What is needed: Repeat every record exactly as written.
[Opening Input records section]
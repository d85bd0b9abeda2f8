//! Pagination module
//!
//! Supports: continuation token (`nextToken`) and single-page endpoints
//!
//! # Overview
//!
//! A paginator reads each response, records the continuation token in a
//! `PaginationState` and decides whether another request is needed. The
//! token lives only for the duration of one collection fetch.

mod strategies;
mod types;

pub use strategies::{NextTokenPaginator, NoPaginator};
pub use types::{NextPage, PaginationConfig, PaginationState, Paginator};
[Closing Input records section]
The completed task:
repository d85bd0b9abeda2f8
//! Pagination module
//!
//! Supports: continuation token (`nextToken`) and single-page endpoints
//!
//! # Overview
//!
//! A paginator reads each response, records the continuation token in a
//! `PaginationState` and decides whether another request is needed. The
//! token lives only for the duration of one collection fetch.

mod strategies;
mod types;

pub use strategies::{NextTokenPaginator, NoPaginator};
pub use types::{NextPage, PaginationConfig, PaginationState, Paginator};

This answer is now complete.